[Opening Supplied data section]
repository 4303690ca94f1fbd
use vitrine::infrastructure::observability::sanitize_prompt;

#[test]
fn given_blank_text_when_sanitizing_then_marked_empty() {
    assert_eq!(sanitize_prompt("   "), "[EMPTY]");
}

#[test]
fn given_short_context_when_sanitizing_then_unchanged() {
    assert_eq!(
        sanitize_prompt("Gel manicure. Visual features: chrome"),
        "Gel manicure. Visual features: chrome"
    );
}

#[test]
fn given_long_context_when_sanitizing_then_truncated_with_length() {
    let long = "a".repeat(250);
    let sanitized = sanitize_prompt(&long);

    assert!(sanitized.starts_with(&"a".repeat(100)));
    assert!(sanitized.ends_with("... (250 chars total)"));
}

#[test]
fn given_multibyte_text_when_truncating_then_char_boundary_is_respected() {
    let long = "ø".repeat(150);
    let sanitized = sanitize_prompt(&long);

    assert!(sanitized.contains("(150 chars total)"));
}

#[test]
fn given_credentials_when_sanitizing_then_redacted() {
    assert_eq!(
        sanitize_prompt("Authorization: Bearer sk-123 done"),
        "Authorization: Bearer [REDACTED] done"
    );
    assert_eq!(
        sanitize_prompt("https://cdn.example.com/a.jpg?token=abc&x=1"),
        "https://cdn.example.com/a.jpg?token=[REDACTED]&x=1"
    );
    assert_eq!(
        sanitize_prompt("contact jane@example.com"),
        "contact jane@[REDACTED]"
    );
}
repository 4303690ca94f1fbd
mod environment;
mod settings;

pub use environment::Environment;
pub use settings::{
    AnalysisProviderSetting, AnalysisSettings, DatabaseSettings, FetchSettings, LoggingSettings,
    QueueSettings, RecoverySettings, ServerSettings, Settings,
};
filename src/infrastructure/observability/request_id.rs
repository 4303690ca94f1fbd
use axum::extract::Request;
use axum::http::HeaderValue;
use axum::middleware::Next;
use axum::response::Response;
use tracing::Instrument;
use uuid::Uuid;

pub const REQUEST_ID_HEADER: &str = "x-request-id";

#[derive(Clone, Debug)]
pub struct RequestId(pub String);

/// Propagates or mints an `x-request-id` and runs the request inside a span
/// carrying it.
pub async fn request_id_middleware(mut request: Request, next: Next) -> Response {
    let request_id = request
        .headers()
        .get(REQUEST_ID_HEADER)
        .and_then(|v| v.to_str().ok())
        .filter(|v| !v.is_empty())
        .map(String::from)
        .unwrap_or_else(|| Uuid::new_v4().to_string());

    request
        .extensions_mut()
        .insert(RequestId(request_id.clone()));

    let span = tracing::info_span!(
        "request",
        request_id = %request_id,
        method = %request.method(),
        uri = %request.uri().path()
    );

    let mut response = next.run(request).instrument(span).await;

    if let Ok(header_value) = HeaderValue::from_str(&request_id) {
        response
            .headers_mut()
            .insert(REQUEST_ID_HEADER, header_value);
    }

    response
}
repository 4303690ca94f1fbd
const MAX_VISIBLE_CHARS: usize = 100;

/// Shortens and redacts free text before it is written to logs.
pub fn sanitize_prompt(prompt: &str) -> String {
    let trimmed = prompt.trim();

    if trimmed.is_empty() {
        return String::from("[EMPTY]");
    }

    let total_chars = trimmed.chars().count();
    let sanitized = if total_chars > MAX_VISIBLE_CHARS {
        let visible: String = trimmed.chars().take(MAX_VISIBLE_CHARS).collect();
        format!("{}... ({} chars total)", visible, total_chars)
    } else {
        trimmed.to_string()
    };

    redact_sensitive_patterns(&sanitized)
}

fn redact_sensitive_patterns(text: &str) -> String {
    let patterns = [
        ("Bearer ", "Bearer [REDACTED]"),
        ("api_key=", "api_key=[REDACTED]"),
        ("token=", "token=[REDACTED]"),
        ("@", "@[REDACTED]"),
    ];

    let mut result = text.to_string();
    for (pattern, replacement) in patterns {
        if let Some(idx) = result.find(pattern) {
            let end = result[idx + pattern.len()..]
                .find(|c: char| c.is_whitespace() || c == '&' || c == '"' || c == '\'')
                .map(|i| idx + pattern.len() + i)
                .unwrap_or(result.len());
            result = format!("{}{}{}", &result[..idx], replacement, &result[end..]);
        }
    }

    result
}
use async_trait::async_trait;
use chrono::{DateTime, Utc};
use sqlx::PgPool;
use tracing::instrument;
use uuid::Uuid;

use crate::application::ports::{MediaRepository, RepositoryError};
use crate::domain::{
    Embedding, FAILED_TAG, MediaId, MediaRecord, MediaUpdate, MediaWithContext, ProcessingStatus,
    ServiceContext, ServiceId,
};

const SELECT_MEDIA: &str = r#"
    SELECT m.id, m.service_id, m.media_url, m.processing_status, m.ai_tags, m.ai_embedding,
           m.processing_error, m.created_at, m.updated_at,
           s.title, s.description, s.category
    FROM media m
    JOIN services s ON s.id = m.service_id
"#;

pub struct PgMediaRepository {
    pool: PgPool,
}

impl PgMediaRepository {
    pub fn new(pool: PgPool) -> Self {
        Self { pool }
    }
}

#[derive(sqlx::FromRow)]
struct MediaRow {
    id: Uuid,
    service_id: Uuid,
    media_url: String,
    processing_status: String,
    ai_tags: Option<Vec<String>>,
    ai_embedding: Option<Vec<f32>>,
    processing_error: Option<String>,
    created_at: DateTime<Utc>,
    updated_at: DateTime<Utc>,
    title: String,
    description: Option<String>,
    category: Option<String>,
}

impl TryFrom<MediaRow> for MediaWithContext {
    type Error = RepositoryError;

    fn try_from(r: MediaRow) -> Result<Self, Self::Error> {
        let processing_status = r
            .processing_status
            .parse::<ProcessingStatus>()
            .map_err(RepositoryError::InvalidData)?;

        Ok(MediaWithContext {
            record: MediaRecord {
                id: MediaId::from_uuid(r.id),
                service_id: ServiceId::from_uuid(r.service_id),
                media_url: r.media_url,
                processing_status,
                ai_tags: r.ai_tags,
                ai_embedding: r.ai_embedding.map(Embedding::new),
                processing_error: r.processing_error,
                created_at: r.created_at,
                updated_at: r.updated_at,
            },
            service: ServiceContext {
                title: r.title,
                description: r.description,
                category: r.category,
            },
        })
    }
}

fn into_media(rows: Vec<MediaRow>) -> Result<Vec<MediaWithContext>, RepositoryError> {
    rows.into_iter().map(MediaWithContext::try_from).collect()
}

fn query_failed(e: sqlx::Error) -> RepositoryError {
    RepositoryError::QueryFailed(e.to_string())
}

#[async_trait]
impl MediaRepository for PgMediaRepository {
    #[instrument(skip(self), fields(media_id = %id))]
    async fn get_by_id(&self, id: MediaId) -> Result<Option<MediaWithContext>, RepositoryError> {
        let row = sqlx::query_as::<_, MediaRow>(&format!("{SELECT_MEDIA} WHERE m.id = $1"))
            .bind(id.as_uuid())
            .fetch_optional(&self.pool)
            .await
            .map_err(query_failed)?;

        row.map(MediaWithContext::try_from).transpose()
    }

    #[instrument(skip(self, update), fields(media_id = %id, status = %update.status))]
    async fn update_status(
        &self,
        id: MediaId,
        update: MediaUpdate,
    ) -> Result<(), RepositoryError> {
        let embedding = update.ai_embedding.map(|e| e.values);

        let result = sqlx::query(
            r#"
            UPDATE media
            SET processing_status = $1,
                ai_tags = COALESCE($2, ai_tags),
                ai_embedding = COALESCE($3, ai_embedding),
                processing_error = $4,
                updated_at = $5
            WHERE id = $6
            "#,
        )
        .bind(update.status.as_str())
        .bind(update.ai_tags)
        .bind(embedding)
        .bind(update.processing_error)
        .bind(Utc::now())
        .bind(id.as_uuid())
        .execute(&self.pool)
        .await
        .map_err(query_failed)?;

        if result.rows_affected() == 0 {
            return Err(RepositoryError::NotFound(format!("media {}", id)));
        }
        Ok(())
    }

    #[instrument(skip(self), fields(media_id = %id))]
    async fn claim_for_processing(&self, id: MediaId) -> Result<bool, RepositoryError> {
        let result = sqlx::query(
            r#"
            UPDATE media
            SET processing_status = 'processing', updated_at = $1
            WHERE id = $2 AND processing_status IN ('pending', 'processing')
            "#,
        )
        .bind(Utc::now())
        .bind(id.as_uuid())
        .execute(&self.pool)
        .await
        .map_err(query_failed)?;

        Ok(result.rows_affected() == 1)
    }

    #[instrument(skip(self, error), fields(media_id = %id))]
    async fn mark_failed(&self, id: MediaId, error: String) -> Result<bool, RepositoryError> {
        let result = sqlx::query(
            r#"
            UPDATE media
            SET processing_status = 'failed',
                ai_tags = ARRAY[$1]::TEXT[],
                processing_error = $2,
                updated_at = $3
            WHERE id = $4 AND processing_status = 'processing'
            "#,
        )
        .bind(FAILED_TAG)
        .bind(error)
        .bind(Utc::now())
        .bind(id.as_uuid())
        .execute(&self.pool)
        .await
        .map_err(query_failed)?;

        Ok(result.rows_affected() == 1)
    }

    #[instrument(skip(self), fields(media_id = %id))]
    async fn reset_for_reprocess(&self, id: MediaId) -> Result<bool, RepositoryError> {
        let result = sqlx::query(
            r#"
            UPDATE media
            SET processing_status = 'pending',
                ai_tags = NULLIF(array_remove(ai_tags, $1), '{}'),
                processing_error = NULL,
                updated_at = $2
            WHERE id = $3
            "#,
        )
        .bind(FAILED_TAG)
        .bind(Utc::now())
        .bind(id.as_uuid())
        .execute(&self.pool)
        .await
        .map_err(query_failed)?;

        Ok(result.rows_affected() == 1)
    }

    #[instrument(skip(self), fields(status = %status))]
    async fn find_by_status(
        &self,
        status: ProcessingStatus,
        limit: usize,
    ) -> Result<Vec<MediaWithContext>, RepositoryError> {
        let rows = sqlx::query_as::<_, MediaRow>(&format!(
            "{SELECT_MEDIA} WHERE m.processing_status = $1 ORDER BY m.created_at ASC LIMIT $2"
        ))
        .bind(status.as_str())
        .bind(limit as i64)
        .fetch_all(&self.pool)
        .await
        .map_err(query_failed)?;

        into_media(rows)
    }

    #[instrument(skip(self), fields(cutoff = %cutoff))]
    async fn find_stale_processing(
        &self,
        cutoff: DateTime<Utc>,
        limit: usize,
    ) -> Result<Vec<MediaWithContext>, RepositoryError> {
        let rows = sqlx::query_as::<_, MediaRow>(&format!(
            "{SELECT_MEDIA} WHERE m.processing_status = 'processing' AND m.updated_at < $1 \
             ORDER BY m.created_at ASC LIMIT $2"
        ))
        .bind(cutoff)
        .bind(limit as i64)
        .fetch_all(&self.pool)
        .await
        .map_err(query_failed)?;

        into_media(rows)
    }

    #[instrument(skip(self, ids), fields(count = ids.len()))]
    async fn reset_stale_to_pending(
        &self,
        ids: &[MediaId],
        cutoff: DateTime<Utc>,
    ) -> Result<Vec<MediaId>, RepositoryError> {
        if ids.is_empty() {
            return Ok(Vec::new());
        }
        let ids: Vec<Uuid> = ids.iter().map(MediaId::as_uuid).collect();

        let reset: Vec<Uuid> = sqlx::query_scalar(
            r#"
            UPDATE media
            SET processing_status = 'pending', updated_at = $1
            WHERE id = ANY($2) AND processing_status = 'processing' AND updated_at < $3
            RETURNING id
            "#,
        )
        .bind(Utc::now())
        .bind(ids)
        .bind(cutoff)
        .fetch_all(&self.pool)
        .await
        .map_err(query_failed)?;

        Ok(reset.into_iter().map(MediaId::from_uuid).collect())
    }
}
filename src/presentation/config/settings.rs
use std::time::Duration;

use config::{Config, ConfigError, Environment as EnvironmentSource, File};
use serde::Deserialize;

use crate::application::services::{
    DEFAULT_CALL_TIMEOUT, DEFAULT_EMBEDDING_DIMENSION, DEFAULT_ENRICHMENT_TAG_COUNT,
    DEFAULT_INTER_JOB_DELAY, DEFAULT_MAX_RETRIES, DEFAULT_RECOVERY_BATCH_LIMIT,
    DEFAULT_STALE_THRESHOLD, QueueConfig, RecoveryConfig,
};

use super::Environment;

#[derive(Debug, Clone, Deserialize)]
pub struct Settings {
    pub server: ServerSettings,
    pub database: DatabaseSettings,
    #[serde(default)]
    pub queue: QueueSettings,
    #[serde(default)]
    pub recovery: RecoverySettings,
    pub analysis: AnalysisSettings,
    #[serde(default)]
    pub fetch: FetchSettings,
    pub logging: LoggingSettings,
}

impl Settings {
    /// Layers `appsettings.{env}.toml` (optional) under `APP_*` environment
    /// variables, e.g. `APP_QUEUE__MAX_RETRIES=5`.
    pub fn load(environment: Environment) -> Result<Self, ConfigError> {
        Config::builder()
            .set_default("server.host", "0.0.0.0")?
            .set_default("server.port", 3000)?
            .set_default("database.max_connections", 10)?
            .set_default("database.run_migrations", true)?
            .set_default("analysis.provider", "mock")?
            .set_default("analysis.vision_model", "gpt-4o-mini")?
            .set_default("analysis.embedding_dimension", DEFAULT_EMBEDDING_DIMENSION as i64)?
            .set_default("logging.level", "info")?
            .set_default("logging.enable_json", false)?
            .add_source(
                File::with_name(&format!(
                    "appsettings.{}",
                    environment.as_str().to_lowercase()
                ))
                .required(false),
            )
            .add_source(
                EnvironmentSource::with_prefix("APP")
                    .prefix_separator("_")
                    .separator("__"),
            )
            .build()?
            .try_deserialize()
    }
}

#[derive(Debug, Clone, Deserialize)]
pub struct ServerSettings {
    pub host: String,
    pub port: u16,
}

#[derive(Debug, Clone, Deserialize)]
pub struct DatabaseSettings {
    /// Absent means the in-memory record store (scaffold mode).
    pub url: Option<String>,
    pub max_connections: u32,
    pub run_migrations: bool,
}

#[derive(Debug, Clone, Deserialize)]
#[serde(default)]
pub struct QueueSettings {
    pub inter_job_delay_ms: u64,
    pub max_retries: u32,
    pub call_timeout_secs: u64,
    pub enrichment_tag_count: usize,
}

impl Default for QueueSettings {
    fn default() -> Self {
        Self {
            inter_job_delay_ms: DEFAULT_INTER_JOB_DELAY.as_millis() as u64,
            max_retries: DEFAULT_MAX_RETRIES,
            call_timeout_secs: DEFAULT_CALL_TIMEOUT.as_secs(),
            enrichment_tag_count: DEFAULT_ENRICHMENT_TAG_COUNT,
        }
    }
}

impl QueueSettings {
    pub fn queue_config(&self) -> QueueConfig {
        QueueConfig {
            inter_job_delay: Duration::from_millis(self.inter_job_delay_ms),
            max_retries: self.max_retries,
        }
    }

    pub fn call_timeout(&self) -> Duration {
        Duration::from_secs(self.call_timeout_secs)
    }
}

#[derive(Debug, Clone, Deserialize)]
#[serde(default)]
pub struct RecoverySettings {
    pub batch_limit: usize,
    pub stale_threshold_secs: u64,
    pub run_on_startup: bool,
}

impl Default for RecoverySettings {
    fn default() -> Self {
        Self {
            batch_limit: DEFAULT_RECOVERY_BATCH_LIMIT,
            stale_threshold_secs: DEFAULT_STALE_THRESHOLD.as_secs(),
            run_on_startup: true,
        }
    }
}

impl RecoverySettings {
    pub fn recovery_config(&self) -> RecoveryConfig {
        RecoveryConfig {
            batch_limit: self.batch_limit,
            stale_threshold: Duration::from_secs(self.stale_threshold_secs),
        }
    }
}

#[derive(Debug, Clone, Copy, PartialEq, Eq, Deserialize)]
#[serde(rename_all = "lowercase")]
pub enum AnalysisProviderSetting {
    Mock,
    Http,
}

#[derive(Debug, Clone, Deserialize)]
pub struct AnalysisSettings {
    pub provider: AnalysisProviderSetting,
    pub base_url: Option<String>,
    pub api_key: Option<String>,
    pub vision_model: String,
    pub embedding_url: Option<String>,
    pub embedding_dimension: usize,
}

#[derive(Debug, Clone, Deserialize)]
#[serde(default)]
pub struct FetchSettings {
    pub max_image_bytes: usize,
}

impl Default for FetchSettings {
    fn default() -> Self {
        Self {
            max_image_bytes: 20 * 1024 * 1024,
        }
    }
}

#[derive(Debug, Clone, Deserialize)]
pub struct LoggingSettings {
    pub level: String,
    pub enable_json: bool,
}
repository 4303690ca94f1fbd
mod init_tracing;
mod prompt_sanitizer;
mod request_id;
mod tracing_config;

pub use init_tracing::init_tracing;
pub use prompt_sanitizer::sanitize_prompt;
pub use request_id::{REQUEST_ID_HEADER, RequestId, request_id_middleware};
pub use tracing_config::TracingConfig;
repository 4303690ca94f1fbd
use axum::Json;
use axum::http::StatusCode;
use axum::response::IntoResponse;
use serde::Serialize;

#[derive(Serialize)]
pub struct HealthResponse {
    pub status: String,
    pub version: &'static str,
}

pub async fn health_handler() -> impl IntoResponse {
    (
        StatusCode::OK,
        Json(HealthResponse {
            status: "healthy".to_string(),
            version: env!("CARGO_PKG_VERSION"),
        }),
    )
}
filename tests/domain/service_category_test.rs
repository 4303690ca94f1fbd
use vitrine::domain::{ServiceCategory, ServiceContext};

#[test]
fn given_exact_keyword_when_parsing_then_category_matches() {
    assert_eq!(ServiceCategory::from_label("Nails"), ServiceCategory::Nails);
    assert_eq!(ServiceCategory::from_label("barber"), ServiceCategory::Barber);
    assert_eq!(ServiceCategory::from_label("MUA"), ServiceCategory::Makeup);
}

#[test]
fn given_label_naming_two_categories_when_parsing_then_leftmost_wins() {
    assert_eq!(
        ServiceCategory::from_label("haircare-and-nails"),
        ServiceCategory::Hair
    );
    assert_eq!(
        ServiceCategory::from_label("Nails & Hair"),
        ServiceCategory::Nails
    );
}

#[test]
fn given_keyword_inside_longer_word_when_parsing_then_it_does_not_match() {
    assert_eq!(
        ServiceCategory::from_label("chairside consults"),
        ServiceCategory::Other
    );
    assert_eq!(ServiceCategory::from_label("skinny"), ServiceCategory::Other);
}

#[test]
fn given_empty_label_when_parsing_then_other() {
    assert_eq!(ServiceCategory::from_label(""), ServiceCategory::Other);
    assert_eq!(ServiceCategory::from_label(" - "), ServiceCategory::Other);
}

#[test]
fn given_service_without_category_when_deriving_then_other() {
    let service = ServiceContext {
        title: "Consultation".to_string(),
        ..ServiceContext::default()
    };
    assert_eq!(service.category(), ServiceCategory::Other);
}

#[test]
fn given_each_category_when_displaying_then_lowercase_name_and_hint_present() {
    for category in [
        ServiceCategory::Hair,
        ServiceCategory::Nails,
        ServiceCategory::Makeup,
        ServiceCategory::Skincare,
        ServiceCategory::Lashes,
        ServiceCategory::Barber,
        ServiceCategory::Massage,
        ServiceCategory::Tattoo,
        ServiceCategory::Other,
    ] {
        assert_eq!(category.to_string(), category.as_str());
        assert_eq!(ServiceCategory::from_label(category.as_str()), category);
        assert!(!category.analysis_hint().is_empty());
    }
}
[Closing Supplied data section]
### Required work:
Reproduce each line of the records in which the string "domain" appears.

### Exercise response:
use crate::domain::{
filename tests/domain/service_category_test.rs
use vitrine::domain::{ServiceCategory, ServiceContext};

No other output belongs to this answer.